Exide Technologies, a debtor and a debtor-in-possession (the "Company") in a pending case in the United States Bankruptcy Court for the District of Delaware (the "Bankruptcy Court") under Chapter 11 of the United States Bankruptcy Code, entered into an amendment dated as of March 26, 2015 (the "Amendment") to that certain Amended and Restated Superpriority Debtor-in-Possession Credit Agreement, dated as of July 12, 2013, by and among the Company, as US Borrower, Exide Global Holding Netherlands C.V., as Foreign Borrower, the lenders from time to time party thereto and JPMorgan Chase Bank, N.A., as Agent (as amended, the "Amended DIP Credit Agreement"). The Amendment was approved by all lenders under the Amended DIP Credit Agreement.
The Amendment extends the maturity date under the DIP facilities to April 30, 2015. The Amendment also extends the milestone for entry by the Bankruptcy Court of an order (the "Confirmation Order") confirming of the Company's plan of reorganization (the "Proposed Plan") from March 31, 2015 until April 10, 2015. The Amendment also became effective, among other things, to (a) prohibit any optional prepayment of the term advances outstanding under the Amended DIP Credit Agreement prior to full repayment of the revolver obligations and termination of revolver commitments, (b) provide that any reversal of or amendment to the Confirmation Order (after entry thereof) would constitute an Event of Default, unless otherwise agreed to by the Agent or lenders holding a majority of the revolver commitments and (c) provide that any termination of the backstop commitment agreement described in the Proposed Plan or the plan support agreement described in the Amended DIP Credit Agreement would constitute an Event of Default.
The foregoing description of the Amendment does not purport to be complete and is qualified in its entirety by reference to the text of such document, which is filed as Exhibit 10.1 hereto and is incorporated by reference herein.
Item 9.01 Financial Statements and Exhibits.

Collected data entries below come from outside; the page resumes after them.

//! Intra-procedural, flow-insensitive type inference (§4.6).
//!
//! Builds a `local_var_types: name → type_qn` map for one function body,
//! best-effort and with no confidence tracking. Consumed only by the call
//! resolver's method-chain strategy.

use std::collections::HashMap;

use regex::Regex;

use crate::registry::SymbolRegistry;

/// `local_var_types` for a single function/method body, plus any `self.attr`
/// types recorded while walking it (scoped to the enclosing class).
#[derive(Debug, Default, Clone)]
pub struct LocalTypes {
    pub locals: HashMap<String, String>,
    pub self_attrs: HashMap<String, String>,
}

impl LocalTypes {
    #[must_use]
    pub fn get(&self, name: &str) -> Option<&str> {
        self.locals.get(name).map(String::as_str)
    }

    #[must_use]
    pub fn get_self_attr(&self, attr: &str) -> Option<&str> {
        self.self_attrs.get(attr).map(String::as_str)
    }
}

/// Parameter list text (e.g. `"(self, name: str, items: List[int] = None)"`)
/// plus the function body text, and a registry for the heuristic
/// param-name/class-name match.
pub fn infer_locals(signature: &str, body: &str, module_qn: &str, registry: &SymbolRegistry) -> LocalTypes {
    let mut types = LocalTypes::default();

    for (name, annotation) in parse_params(signature) {
        if let Some(annotation) = annotation {
            types.locals.insert(name, normalize_annotation(&annotation));
            continue;
        }
        if let Some(candidate) = heuristic_param_type(&name, module_qn, registry) {
            types.locals.insert(name, candidate);
        }
    }

    for line in body.lines() {
        let line = line.trim();

        if let Some(captures) = constructor_assignment_re().captures(line) {
            types.locals.insert(captures["var"].to_owned(), captures["ctor"].to_owned());
            continue;
        }
        if let Some(captures) = literal_assignment_re().captures(line) {
            let inferred = match &captures["literal"] {
                l if l.starts_with('[') => "list",
                l if l.starts_with('{') => "dict",
                l if l.starts_with('"') || l.starts_with('\'') => "str",
                l if l.parse::<i64>().is_ok() => "int",
                l if l.parse::<f64>().is_ok() => "float",
                _ => continue,
            };
            types.locals.insert(captures["var"].to_owned(), inferred.to_owned());
            continue;
        }
        if let Some(captures) = for_loop_re().captures(line) {
            if let Some(element) = first_constructor_in_list(&captures["iterable"]) {
                types.locals.insert(captures["var"].to_owned(), element);
            }
            continue;
        }
        if let Some(captures) = self_attr_re().captures(line) {
            let value_type = types
                .locals
                .get(&captures["value"])
                .cloned()
                .or_else(|| constructor_assignment_re().captures(line).map(|c| c["ctor"].to_owned()));
            if let Some(value_type) = value_type {
                types.self_attrs.insert(captures["attr"].to_owned(), value_type);
            }
        }
    }

    types
}

/// Extract a function/method signature's declared return type, if any:
/// Python's `-> T:` convention, or TypeScript's `(): T {` convention.
#[must_use]
pub fn extract_return_type(signature: &str) -> Option<String> {
    if let Some(captures) = python_return_re().captures(signature) {
        return Some(normalize_annotation(&captures["type"]));
    }
    if let Some(captures) = ts_return_re().captures(signature) {
        return Some(normalize_annotation(&captures["type"]));
    }
    None
}

fn parse_params(signature: &str) -> Vec<(String, Option<String>)> {
    let Some(open) = signature.find('(') else { return Vec::new() };
    let Some(close) = signature.rfind(')') else { return Vec::new() };
    if close <= open {
        return Vec::new();
    }

    signature[open + 1..close]
        .split(',')
        .filter_map(|raw| {
            let raw = raw.trim();
            if raw.is_empty() || raw == "self" || raw == "cls" {
                return None;
            }
            let raw = raw.split('=').next().unwrap_or(raw).trim();
            match raw.split_once(':') {
                Some((name, annotation)) => Some((name.trim().to_owned(), Some(annotation.trim().to_owned()))),
                None => Some((raw.trim_start_matches('&').trim().to_owned(), None)),
            }
        })
        .collect()
}

fn normalize_annotation(annotation: &str) -> String {
    let first_alternative = annotation.split('|').next().unwrap_or(annotation).trim();
    let base = first_alternative.split(['[', '<']).next().unwrap_or(first_alternative).trim();
    base.trim_end_matches("[]").to_owned()
}

fn heuristic_param_type(param: &str, module_qn: &str, registry: &SymbolRegistry) -> Option<String> {
    let candidates = registry.find_with_prefix(module_qn);
    let param_lower = param.to_lowercase();

    let mut best: Option<(String, u32)> = None;
    for (qn, kind) in candidates {
        if kind != "class" {
            continue;
        }
        let simple = qn.rsplit('.').next().unwrap_or(&qn).to_lowercase();
        let score = if simple == param_lower {
            100
        } else if simple.ends_with(&param_lower) || param_lower.ends_with(&simple) {
            75
        } else if simple.contains(&param_lower) || param_lower.contains(&simple) {
            51
        } else {
            0
        };
        let improves = match &best {
            Some((_, best_score)) => score > *best_score,
            None => true,
        };
        if score >= 51 && improves {
            best = Some((qn, score));
        }
    }
    best.map(|(qn, _)| qn)
}

fn first_constructor_in_list(iterable: &str) -> Option<String> {
    let items_re = Regex::new(r"\[([^\]]*)\]").ok()?;
    let inner = items_re.captures(iterable)?.get(1)?.as_str();
    let first = inner.split(',').next()?.trim();
    constructor_call_name(first)
}

fn constructor_call_name(expr: &str) -> Option<String> {
    let name = expr.split('(').next()?.trim();
    name.chars().next().filter(|c| c.is_uppercase()).map(|_| name.to_owned())
}

fn constructor_assignment_re() -> &'static Regex {
    static RE: std::sync::OnceLock<Regex> = std::sync::OnceLock::new();
    RE.get_or_init(|| Regex::new(r"^(?P<var>\w+)\s*=\s*(?P<ctor>[A-Z]\w*)\(").expect("valid regex"))
}

fn literal_assignment_re() -> &'static Regex {
    static RE: std::sync::OnceLock<Regex> = std::sync::OnceLock::new();
    RE.get_or_init(|| Regex::new(r#"^(?P<var>\w+)\s*=\s*(?P<literal>\[.*\]|\{.*\}|"[^"]*"|'[^']*'|-?\d+\.?\d*)\s*$"#).expect("valid regex"))
}

fn for_loop_re() -> &'static Regex {
    static RE: std::sync::OnceLock<Regex> = std::sync::OnceLock::new();
    RE.get_or_init(|| Regex::new(r"^for\s+(?P<var>\w+)\s+in\s+(?P<iterable>.+):\s*$").expect("valid regex"))
}

fn self_attr_re() -> &'static Regex {
    static RE: std::sync::OnceLock<Regex> = std::sync::OnceLock::new();
    RE.get_or_init(|| Regex::new(r"^self\.(?P<attr>\w+)\s*=\s*(?P<value>\w+)").expect("valid regex"))
}

fn python_return_re() -> &'static Regex {
    static RE: std::sync::OnceLock<Regex> = std::sync::OnceLock::new();
    RE.get_or_init(|| Regex::new(r"->\s*(?P<type>[\w.\[\],\s|]+?)\s*:\s*$").expect("valid regex"))
}

fn ts_return_re() -> &'static Regex {
    static RE: std::sync::OnceLock<Regex> = std::sync::OnceLock::new();
    RE.get_or_init(|| Regex::new(r"\)\s*:\s*(?P<type>[\w.\[\]<>]+)\s*\{?\s*$").expect("valid regex"))
}

#[cfg(test)]
mod tests {
    use super::*;

    #[test]
    fn annotated_param_strips_generics() {
        let types = infer_locals("def f(self, items: List[int]):", "", "proj.a", &SymbolRegistry::new());
        assert_eq!(types.get("items"), Some("List"));
    }

    #[test]
    fn param_matches_class_by_name_heuristic() {
        let mut registry = SymbolRegistry::new();
        registry.register("proj.a.Foo", "class");
        let types = infer_locals("def f(self, foo):", "", "proj.a", &registry);
        assert_eq!(types.get("foo"), Some("proj.a.Foo"));
    }

    #[test]
    fn constructor_assignment_infers_type() {
        let types = infer_locals("def f():", "x = Foo()\n", "proj.a", &SymbolRegistry::new());
        assert_eq!(types.get("x"), Some("Foo"));
    }

    #[test]
    fn literal_assignment_infers_primitive() {
        let types = infer_locals("def f():", "x = \"hello\"\n", "proj.a", &SymbolRegistry::new());
        assert_eq!(types.get("x"), Some("str"));
    }

    #[test]
    fn self_attr_assignment_scoped_to_class() {
        let types = infer_locals("def __init__(self):", "tmp = Foo()\nself.thing = tmp\n", "proj.a", &SymbolRegistry::new());
        assert_eq!(types.get_self_attr("thing"), Some("Foo"));
    }

    #[test]
    fn python_return_annotation_is_extracted() {
        assert_eq!(extract_return_type("def session(self) -> Session:"), Some("Session".to_owned()));
    }

    #[test]
    fn python_return_annotation_strips_generics() {
        assert_eq!(extract_return_type("def items(self) -> List[Item]:"), Some("List".to_owned()));
    }

    #[test]
    fn typescript_return_annotation_is_extracted() {
        assert_eq!(extract_return_type("session(): Session {"), Some("Session".to_owned()));
    }

    #[test]
    fn missing_return_annotation_yields_none() {
        assert_eq!(extract_return_type("def f(self, x: int):"), None);
    }
}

10.1 Amendment No. 12, dated as of March 26, 2015, to the Amended and Restated Superpriority Debtor-in-Possession Credit Agreement, dated as of July 12, 2013, by and among Exide Technologies, a Debtor and a Debtor-in-Possession under Chapter 11 of the Bankruptcy Code, as US Borrower, Exide Global Holding Netherlands C.V., as Foreign Borrower, the lenders from time to time party thereto and JP Morgan Chase Bank, N.A., as Agent.
SIGNATURES
Pursuant to the requirements of the Securities Exchange Act of 1934, the
registrant has duly caused this report to be signed on its behalf by the
undersigned hereunto duly authorized.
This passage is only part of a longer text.